- **PROBLEM STATEMENT**
Across the whole listing, how many lines hold the word "back"? Reply with the number by itself.

- **DATASET RECORDS**
--------------------

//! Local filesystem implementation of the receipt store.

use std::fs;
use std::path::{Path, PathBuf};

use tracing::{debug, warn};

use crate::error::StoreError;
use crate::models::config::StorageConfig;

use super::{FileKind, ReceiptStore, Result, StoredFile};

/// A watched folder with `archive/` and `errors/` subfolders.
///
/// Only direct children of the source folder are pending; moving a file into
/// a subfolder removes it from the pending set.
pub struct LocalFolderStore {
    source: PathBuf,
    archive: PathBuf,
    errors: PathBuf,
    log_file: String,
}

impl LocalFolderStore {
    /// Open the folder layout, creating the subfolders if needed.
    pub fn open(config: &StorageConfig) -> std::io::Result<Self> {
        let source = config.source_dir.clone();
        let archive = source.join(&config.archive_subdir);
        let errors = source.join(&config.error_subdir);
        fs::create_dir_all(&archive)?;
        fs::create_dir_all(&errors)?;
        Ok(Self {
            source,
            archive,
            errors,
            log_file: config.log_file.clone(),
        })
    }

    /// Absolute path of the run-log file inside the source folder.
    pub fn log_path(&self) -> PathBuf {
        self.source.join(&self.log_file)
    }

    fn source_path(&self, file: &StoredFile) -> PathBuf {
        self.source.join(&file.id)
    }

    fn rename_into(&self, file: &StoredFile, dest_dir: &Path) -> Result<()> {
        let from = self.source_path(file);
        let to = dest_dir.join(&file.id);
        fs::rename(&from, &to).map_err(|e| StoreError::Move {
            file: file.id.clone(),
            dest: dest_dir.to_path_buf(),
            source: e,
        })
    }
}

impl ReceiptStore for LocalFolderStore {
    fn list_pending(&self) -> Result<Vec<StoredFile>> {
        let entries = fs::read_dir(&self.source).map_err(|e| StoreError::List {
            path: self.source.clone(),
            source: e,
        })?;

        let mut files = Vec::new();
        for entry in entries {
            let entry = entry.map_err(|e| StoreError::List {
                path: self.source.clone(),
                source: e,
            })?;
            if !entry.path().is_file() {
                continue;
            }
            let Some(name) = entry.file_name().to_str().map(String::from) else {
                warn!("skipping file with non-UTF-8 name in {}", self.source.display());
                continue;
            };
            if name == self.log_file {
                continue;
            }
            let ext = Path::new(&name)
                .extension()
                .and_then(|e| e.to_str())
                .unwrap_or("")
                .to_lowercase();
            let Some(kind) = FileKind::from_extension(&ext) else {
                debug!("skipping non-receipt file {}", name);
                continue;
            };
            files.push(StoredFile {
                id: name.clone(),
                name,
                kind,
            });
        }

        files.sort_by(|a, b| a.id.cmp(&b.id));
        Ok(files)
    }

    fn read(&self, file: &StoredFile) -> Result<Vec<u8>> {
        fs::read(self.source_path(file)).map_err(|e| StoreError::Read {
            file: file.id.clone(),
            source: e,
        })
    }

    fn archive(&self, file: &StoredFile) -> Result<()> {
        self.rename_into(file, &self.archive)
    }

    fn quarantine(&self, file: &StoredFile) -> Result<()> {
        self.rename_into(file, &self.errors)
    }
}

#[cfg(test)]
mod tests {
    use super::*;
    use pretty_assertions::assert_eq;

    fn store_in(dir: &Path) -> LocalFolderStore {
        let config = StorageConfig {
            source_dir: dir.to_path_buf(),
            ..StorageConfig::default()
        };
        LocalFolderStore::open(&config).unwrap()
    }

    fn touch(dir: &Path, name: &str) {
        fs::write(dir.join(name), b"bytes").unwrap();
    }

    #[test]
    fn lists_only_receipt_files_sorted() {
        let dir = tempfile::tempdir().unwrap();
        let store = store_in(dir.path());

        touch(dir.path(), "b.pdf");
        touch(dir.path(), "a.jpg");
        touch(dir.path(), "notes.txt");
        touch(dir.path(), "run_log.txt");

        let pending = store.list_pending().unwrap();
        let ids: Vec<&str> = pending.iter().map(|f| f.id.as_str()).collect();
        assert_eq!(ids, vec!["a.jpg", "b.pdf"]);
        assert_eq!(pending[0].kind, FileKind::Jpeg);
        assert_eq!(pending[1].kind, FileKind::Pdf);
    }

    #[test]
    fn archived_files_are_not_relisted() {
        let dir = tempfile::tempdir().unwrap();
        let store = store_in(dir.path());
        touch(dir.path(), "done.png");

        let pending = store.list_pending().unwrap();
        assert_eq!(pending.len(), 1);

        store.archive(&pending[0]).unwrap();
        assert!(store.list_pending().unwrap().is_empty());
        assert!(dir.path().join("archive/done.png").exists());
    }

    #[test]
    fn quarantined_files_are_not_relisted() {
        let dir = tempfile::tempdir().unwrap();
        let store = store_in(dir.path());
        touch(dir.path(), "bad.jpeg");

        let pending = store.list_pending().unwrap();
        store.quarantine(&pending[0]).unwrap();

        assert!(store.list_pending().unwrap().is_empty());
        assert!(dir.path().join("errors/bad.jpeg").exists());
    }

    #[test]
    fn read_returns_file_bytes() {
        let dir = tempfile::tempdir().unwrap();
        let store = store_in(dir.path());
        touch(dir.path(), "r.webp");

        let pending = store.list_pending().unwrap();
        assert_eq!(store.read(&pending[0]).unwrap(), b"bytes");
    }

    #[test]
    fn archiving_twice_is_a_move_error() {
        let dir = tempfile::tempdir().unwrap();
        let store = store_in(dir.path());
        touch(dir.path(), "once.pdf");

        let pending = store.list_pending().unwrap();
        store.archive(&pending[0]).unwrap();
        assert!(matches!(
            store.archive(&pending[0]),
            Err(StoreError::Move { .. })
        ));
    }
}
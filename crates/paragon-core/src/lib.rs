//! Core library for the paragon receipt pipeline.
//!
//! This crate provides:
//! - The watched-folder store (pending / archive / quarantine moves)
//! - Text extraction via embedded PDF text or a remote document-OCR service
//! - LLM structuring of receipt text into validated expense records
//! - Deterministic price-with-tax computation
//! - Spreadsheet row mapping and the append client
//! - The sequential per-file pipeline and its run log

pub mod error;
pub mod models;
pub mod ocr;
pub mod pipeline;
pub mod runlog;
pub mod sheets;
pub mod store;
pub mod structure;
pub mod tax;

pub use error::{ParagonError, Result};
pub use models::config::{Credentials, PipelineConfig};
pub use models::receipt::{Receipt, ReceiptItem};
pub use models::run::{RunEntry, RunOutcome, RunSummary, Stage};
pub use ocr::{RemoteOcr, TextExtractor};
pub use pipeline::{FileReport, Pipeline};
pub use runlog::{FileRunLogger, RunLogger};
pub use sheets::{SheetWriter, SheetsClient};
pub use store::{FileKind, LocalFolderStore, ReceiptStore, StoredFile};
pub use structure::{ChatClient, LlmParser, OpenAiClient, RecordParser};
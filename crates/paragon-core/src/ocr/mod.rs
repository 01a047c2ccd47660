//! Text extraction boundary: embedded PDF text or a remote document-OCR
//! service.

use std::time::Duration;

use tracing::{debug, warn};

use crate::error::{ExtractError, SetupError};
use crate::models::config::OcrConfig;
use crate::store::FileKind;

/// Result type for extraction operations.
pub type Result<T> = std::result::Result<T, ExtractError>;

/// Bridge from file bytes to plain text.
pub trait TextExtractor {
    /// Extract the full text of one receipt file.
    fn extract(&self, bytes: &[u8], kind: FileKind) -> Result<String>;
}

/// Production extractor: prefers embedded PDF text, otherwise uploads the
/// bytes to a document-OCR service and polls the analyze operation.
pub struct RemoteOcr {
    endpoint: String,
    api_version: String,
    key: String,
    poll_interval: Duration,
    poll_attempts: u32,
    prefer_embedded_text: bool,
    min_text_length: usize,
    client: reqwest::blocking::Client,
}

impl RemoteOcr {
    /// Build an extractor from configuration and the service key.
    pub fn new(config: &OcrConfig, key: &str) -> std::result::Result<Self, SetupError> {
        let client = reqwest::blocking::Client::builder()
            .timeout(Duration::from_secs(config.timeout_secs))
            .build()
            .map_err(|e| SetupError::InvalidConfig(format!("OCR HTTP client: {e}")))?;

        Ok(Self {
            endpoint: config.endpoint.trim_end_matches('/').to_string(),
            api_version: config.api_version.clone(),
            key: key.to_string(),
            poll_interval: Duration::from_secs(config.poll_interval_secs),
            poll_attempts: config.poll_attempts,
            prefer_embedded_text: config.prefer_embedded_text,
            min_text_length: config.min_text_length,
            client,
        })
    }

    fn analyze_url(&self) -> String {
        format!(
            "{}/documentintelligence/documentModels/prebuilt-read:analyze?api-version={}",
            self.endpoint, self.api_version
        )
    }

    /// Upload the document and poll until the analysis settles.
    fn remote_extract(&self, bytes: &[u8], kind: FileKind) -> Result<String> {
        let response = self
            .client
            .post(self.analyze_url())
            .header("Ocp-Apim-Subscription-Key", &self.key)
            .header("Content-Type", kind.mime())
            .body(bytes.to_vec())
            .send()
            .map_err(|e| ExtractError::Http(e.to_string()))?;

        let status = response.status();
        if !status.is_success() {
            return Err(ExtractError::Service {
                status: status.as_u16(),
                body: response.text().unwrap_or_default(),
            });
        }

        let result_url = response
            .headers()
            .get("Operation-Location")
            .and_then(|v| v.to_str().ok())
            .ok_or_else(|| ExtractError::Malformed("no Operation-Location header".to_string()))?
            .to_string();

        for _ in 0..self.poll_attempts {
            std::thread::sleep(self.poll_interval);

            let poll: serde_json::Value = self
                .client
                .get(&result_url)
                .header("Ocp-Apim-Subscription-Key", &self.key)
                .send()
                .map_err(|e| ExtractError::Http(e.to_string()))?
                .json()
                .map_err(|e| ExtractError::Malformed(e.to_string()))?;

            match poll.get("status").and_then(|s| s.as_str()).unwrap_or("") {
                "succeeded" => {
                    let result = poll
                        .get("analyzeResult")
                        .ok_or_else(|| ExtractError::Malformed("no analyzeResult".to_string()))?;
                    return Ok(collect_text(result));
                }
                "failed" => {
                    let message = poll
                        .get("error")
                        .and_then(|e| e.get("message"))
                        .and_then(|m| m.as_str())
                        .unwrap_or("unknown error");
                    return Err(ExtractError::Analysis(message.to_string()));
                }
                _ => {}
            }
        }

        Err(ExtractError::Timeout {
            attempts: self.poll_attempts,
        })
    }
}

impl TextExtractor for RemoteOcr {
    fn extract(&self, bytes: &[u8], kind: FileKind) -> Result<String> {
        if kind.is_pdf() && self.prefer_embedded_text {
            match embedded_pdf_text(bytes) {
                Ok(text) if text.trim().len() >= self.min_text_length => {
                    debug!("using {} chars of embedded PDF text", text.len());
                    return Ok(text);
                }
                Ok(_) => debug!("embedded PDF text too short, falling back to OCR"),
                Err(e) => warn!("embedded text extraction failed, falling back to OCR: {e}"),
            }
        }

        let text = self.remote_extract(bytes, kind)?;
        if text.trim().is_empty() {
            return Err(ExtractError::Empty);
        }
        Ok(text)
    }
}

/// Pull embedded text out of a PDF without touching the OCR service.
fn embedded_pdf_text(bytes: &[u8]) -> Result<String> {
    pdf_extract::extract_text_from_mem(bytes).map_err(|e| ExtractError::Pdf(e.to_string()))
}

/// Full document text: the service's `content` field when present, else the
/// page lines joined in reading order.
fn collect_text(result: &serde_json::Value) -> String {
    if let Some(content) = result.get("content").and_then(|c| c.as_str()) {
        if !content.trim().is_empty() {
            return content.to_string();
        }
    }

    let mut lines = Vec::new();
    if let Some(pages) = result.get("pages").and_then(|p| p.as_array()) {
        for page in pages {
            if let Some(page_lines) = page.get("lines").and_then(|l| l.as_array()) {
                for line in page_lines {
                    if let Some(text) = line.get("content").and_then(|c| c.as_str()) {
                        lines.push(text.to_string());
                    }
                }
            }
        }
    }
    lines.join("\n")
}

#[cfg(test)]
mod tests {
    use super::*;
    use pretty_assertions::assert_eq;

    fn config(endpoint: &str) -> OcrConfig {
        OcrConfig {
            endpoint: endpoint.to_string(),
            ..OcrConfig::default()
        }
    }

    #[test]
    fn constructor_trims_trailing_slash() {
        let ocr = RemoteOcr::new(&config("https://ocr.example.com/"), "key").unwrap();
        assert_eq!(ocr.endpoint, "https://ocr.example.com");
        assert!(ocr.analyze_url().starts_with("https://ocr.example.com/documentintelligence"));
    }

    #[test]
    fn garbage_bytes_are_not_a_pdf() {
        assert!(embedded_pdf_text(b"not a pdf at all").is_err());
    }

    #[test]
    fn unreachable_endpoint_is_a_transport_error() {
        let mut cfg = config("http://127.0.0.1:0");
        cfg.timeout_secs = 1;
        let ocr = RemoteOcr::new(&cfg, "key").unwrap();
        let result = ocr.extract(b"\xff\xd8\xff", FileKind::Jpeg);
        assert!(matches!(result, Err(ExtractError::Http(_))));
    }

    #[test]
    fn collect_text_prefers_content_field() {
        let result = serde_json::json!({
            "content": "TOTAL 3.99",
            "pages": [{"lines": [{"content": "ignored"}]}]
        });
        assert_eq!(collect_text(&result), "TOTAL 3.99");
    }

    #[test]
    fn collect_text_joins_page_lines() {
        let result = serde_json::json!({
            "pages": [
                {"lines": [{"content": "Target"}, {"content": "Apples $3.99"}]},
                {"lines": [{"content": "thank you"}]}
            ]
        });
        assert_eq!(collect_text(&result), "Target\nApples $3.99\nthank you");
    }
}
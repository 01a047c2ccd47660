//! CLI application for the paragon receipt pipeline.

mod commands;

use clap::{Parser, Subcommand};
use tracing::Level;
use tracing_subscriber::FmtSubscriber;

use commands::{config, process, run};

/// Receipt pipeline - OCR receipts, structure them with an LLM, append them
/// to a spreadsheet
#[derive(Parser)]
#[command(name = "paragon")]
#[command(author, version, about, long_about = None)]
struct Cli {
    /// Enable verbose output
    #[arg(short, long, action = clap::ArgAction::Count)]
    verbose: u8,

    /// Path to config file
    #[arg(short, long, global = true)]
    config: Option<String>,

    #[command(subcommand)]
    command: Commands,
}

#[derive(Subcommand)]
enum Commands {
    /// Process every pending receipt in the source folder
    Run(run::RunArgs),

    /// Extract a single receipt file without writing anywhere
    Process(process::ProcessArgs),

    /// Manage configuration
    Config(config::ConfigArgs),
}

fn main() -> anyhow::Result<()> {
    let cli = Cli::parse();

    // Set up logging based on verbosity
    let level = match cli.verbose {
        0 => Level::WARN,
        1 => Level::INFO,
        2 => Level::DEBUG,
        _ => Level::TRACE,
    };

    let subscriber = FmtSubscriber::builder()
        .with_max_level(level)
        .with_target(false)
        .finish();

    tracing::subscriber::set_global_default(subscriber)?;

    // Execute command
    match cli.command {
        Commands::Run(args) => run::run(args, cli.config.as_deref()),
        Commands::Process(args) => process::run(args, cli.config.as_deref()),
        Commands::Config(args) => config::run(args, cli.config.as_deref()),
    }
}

--------------------

- **REPLY TO THE TASK**
2